Let's Implement RxJS Observables - Part 1

Jun 21, 2021 09:40 · 2167 words · 11 minute read

Why?

“If you can’t explain it simply, you don’t understand it well enough” - Albert Einstein

Or, in our case, if we can’t implement it, we don’t understand it well enough. So let’s try to.

What do we want?

We want to create an object like Promise, but which can produce more than one value. Promises are perfect for modeling single-result asynchronous operations. However, they cannot model multiple-result operations. You can model a setTimeout with a promise, but you cannot model setInterval with a promise.

When would we want multiple-result operations? For example, with a promise, you can load data for a React component once. After that, you’d want to create a new promise (e.g. with a useEffect hook), to restart the operation. With an observable, you can construct one observable object and use that for the whole lifetime of a component.

The `returnThreeValues` function

Let’s say we want to create a function which returns 3 values with one second intervals between them:

const observable = returnThreeValues();

How would we wait for the values? Well, with a promise we could use then (promise.then(singleValue => ...)). Let’s do something similar but call it subscribe:

const observable = returnThreeValues();

observable.subscribe(number => console.log(number));

Now we can try to implement returnThreeValues:

function returnThreeValues() {
  const subscribers = [];

  subscribers.forEach(next => next(1));

  setTimeout(() => {
    subscribers.forEach(next => next(2));
  }, 1000);

  setTimeout(() => {
    subscribers.forEach(next => next(3));
  }, 2000);

  return {
    subscribe: (returnNextValue) => {
      subscribers.push(returnNextValue);
    }
  };
}

const observable = returnThreeValues();

observable.subscribe(number => console.log(number));
// Produces:
// 2
// 3

The above code misses the first value because it comes before we are able to subscribe to the stream. We start the work as soon as we create the observable, before we have a chance to subscribe.

It is lazy

How does a promise solve this problem? It does by buffering the value. Whenever a promise is fulfilled, the value is stored inside the promise. Can we do the same with our observable - keep all the values in case any late subscribers come? Sure, but that would potentially require a lot of memory. Imagine an observable that produces 1GB of data when created - it would have to buffer this forever.

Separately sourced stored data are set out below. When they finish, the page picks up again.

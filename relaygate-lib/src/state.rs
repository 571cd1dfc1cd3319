//! Session state, relay blacklist and the host-mutation ledger.

use std::collections::HashSet;
use std::fmt;

/// The supervisor's top-level state. Transitions live in the supervisor
/// binary's `core` module; this type is the value they operate on.
#[derive(Clone, Debug, PartialEq, Eq)]
pub enum SessionState {
    Idle,
    Selecting,
    Connecting,
    EstablishingRoutes { relay_ip: String },
    Established {
        relay_ip: String,
        /// The tunnel address DHCP assigned on the tunnel interface.
        assigned_ip: String,
        /// The tunnel's own gateway, from the same DHCP lease -- not the
        /// upstream WAN gateway used transiently for the host route.
        gateway_ip: String,
    },
    TearingDown,
    Fatal,
}

impl fmt::Display for SessionState {
    fn fmt(&self, f: &mut fmt::Formatter<'_>) -> fmt::Result {
        match self {
            SessionState::Idle => write!(f, "idle"),
            SessionState::Selecting => write!(f, "selecting"),
            SessionState::Connecting => write!(f, "connecting"),
            SessionState::EstablishingRoutes { relay_ip } => write!(f, "establishing-routes({relay_ip})"),
            SessionState::Established { relay_ip, .. } => write!(f, "established({relay_ip})"),
            SessionState::TearingDown => write!(f, "tearing-down"),
            SessionState::Fatal => write!(f, "fatal"),
        }
    }
}

/// Relay IPs the supervisor will not select again this process lifetime.
#[derive(Clone, Debug, Default)]
pub struct Blacklist(HashSet<String>);

impl Blacklist {
    pub fn new() -> Self {
        Blacklist(HashSet::new())
    }

    pub fn contains(&self, ip: &str) -> bool {
        self.0.contains(ip)
    }

    pub fn insert(&mut self, ip: impl Into<String>) {
        self.0.insert(ip.into());
    }

    /// Clears every entry except `keep` -- used once a session is
    /// successfully established, so the relay currently in use stays
    /// excluded from re-selection after a later failure.
    pub fn reset_to(&mut self, keep: &str) {
        self.0.clear();
        self.0.insert(keep.to_string());
    }
}

/// One completed host-mutation step, pushed as bring-up progresses so
/// teardown can revert exactly what was installed, in reverse order.
///
/// NAT is not tracked here: it is installed once for the process lifetime
/// (see the supervisor's top-level `run` loop), not per relay attempt, so
/// its teardown is not part of the per-cycle ledger.
#[derive(Clone, Debug, PartialEq, Eq)]
pub enum Step {
    HostRouteInstalled { relay_ip: String },
    TunAddrAssigned,
    DefaultRouteInstalled,
}

/// The host-mutation ledger for the current bring-up attempt cycle.
#[derive(Clone, Debug, Default)]
pub struct Ledger(Vec<Step>);

impl Ledger {
    pub fn new() -> Self {
        Ledger(Vec::new())
    }

    pub fn push(&mut self, step: Step) {
        self.0.push(step);
    }

    /// Steps in reverse-installation order, for teardown.
    pub fn rev(&self) -> impl Iterator<Item = &Step> {
        self.0.iter().rev()
    }
}

#[cfg(test)]
mod tests {
    use super::*;

    #[test]
    fn blacklist_reset_to_keeps_only_named_entry() {
        let mut bl = Blacklist::new();
        bl.insert("10.0.0.1");
        bl.insert("10.0.0.2");
        bl.reset_to("10.0.0.2");
        assert!(!bl.contains("10.0.0.1"));
        assert!(bl.contains("10.0.0.2"));
    }

    #[test]
    fn ledger_reverses_for_teardown() {
        let mut ledger = Ledger::new();
        ledger.push(Step::HostRouteInstalled { relay_ip: "1.2.3.4".into() });
        ledger.push(Step::TunAddrAssigned);
        ledger.push(Step::DefaultRouteInstalled);
        let steps: Vec<&Step> = ledger.rev().collect();
        assert_eq!(steps[0], &Step::DefaultRouteInstalled);
        assert_eq!(steps[2], &Step::HostRouteInstalled { relay_ip: "1.2.3.4".into() });
    }
}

Luckily, we can solve the problem another way. What if instead of buffering values, we just started the work when we subscribe? This way it would be impossible for the subscribe to miss anything. Let’s just move the logic inside of the subscribe:

function returnThreeValues() {
  return {
    subscribe: (next) => {
      next(1);

      setTimeout(() => next(2), 1000);
      setTimeout(() => next(3), 2000);
    }
  };
}

const observable = returnThreeValues();

observable.subscribe(number => console.log(number));
// Produces:
// 1
// 2
// 3

The code also became much simpler as we don’t have to maintain a list of subscribers anymore.

As a side-effect of the above, our observable became lazy - if nobody subscribes to it, then it never does any work (it never calls setTimeout). Another side-effect is that if we have multiple subscribers, they start separate instances of the same work:

function returnThreeValues() {
  return {
    subscribe: (next) => {
      console.log('started doing work');

      next(1);

      setTimeout(() => next(2), 1000);
      setTimeout(() => next(3), 2000);
    }
  };
}

const observable = returnThreeValues();

observable.subscribe(number => console.log('first: ', number));
// stared doing work
// first: 1

observable.subscribe(number => console.log('second: ', number));
// stared doing work
// second: 1

// ...1 second later...

// first: 2
// second: 2

// ...1 second later...

// first: 3
// second: 3

It is a recipe for how to do the operation, it does not do the operation

The side-effect described above is actually useful. A function that returns an Observable is like an action factory - it prepares the operation but does not start it - this is done by the returned function. It is essentially the same as this:

function buildOperation(n) {
  return () => {
    for (let i = 0; i < n; i++) {
      console.log(i + 1);
    }
  };
}

const log3Times = buildOperation(3);

// No logs yet

log3Times();
// 1, 2, 3

log3Times();
// 1, 2, 3

A function producing an observable is the same, except the function to perform the operation is called subscribe:

function buildOperation(n) {
  return {
    subscribe: () => {
      for (let i = 0; i < n; i++) {
        console.log(i + 1);
      }
    }
  };
}

const log3Times = buildOperation(3);

// No logs yet

log3Times.subscribe();
// 1, 2, 3

log3Times.subscribe();
// 1, 2, 3

That’s why an observable is often described to be like a function - because it is a function. When you subscribe, you call the function that somebody has prepared. This function then does work and produces values.

Where does it end?

Good question. Let’s get back to a previous example:

function returnThreeValues() {
  return {
    subscribe: (next) => {
      next(1);

      setTimeout(() => next(2), 1000);
      setTimeout(() => next(3), 2000);
    }
  };
}

const observable = returnThreeValues();

observable.subscribe(number => console.log(number));
// 1
// 2
// 3

How do we know when the observable stops producing values? With the promise it was simple - we get one value, then it is done. If we don’t know the number of values to wait for, we need some way for the operation (the observable) to tell us.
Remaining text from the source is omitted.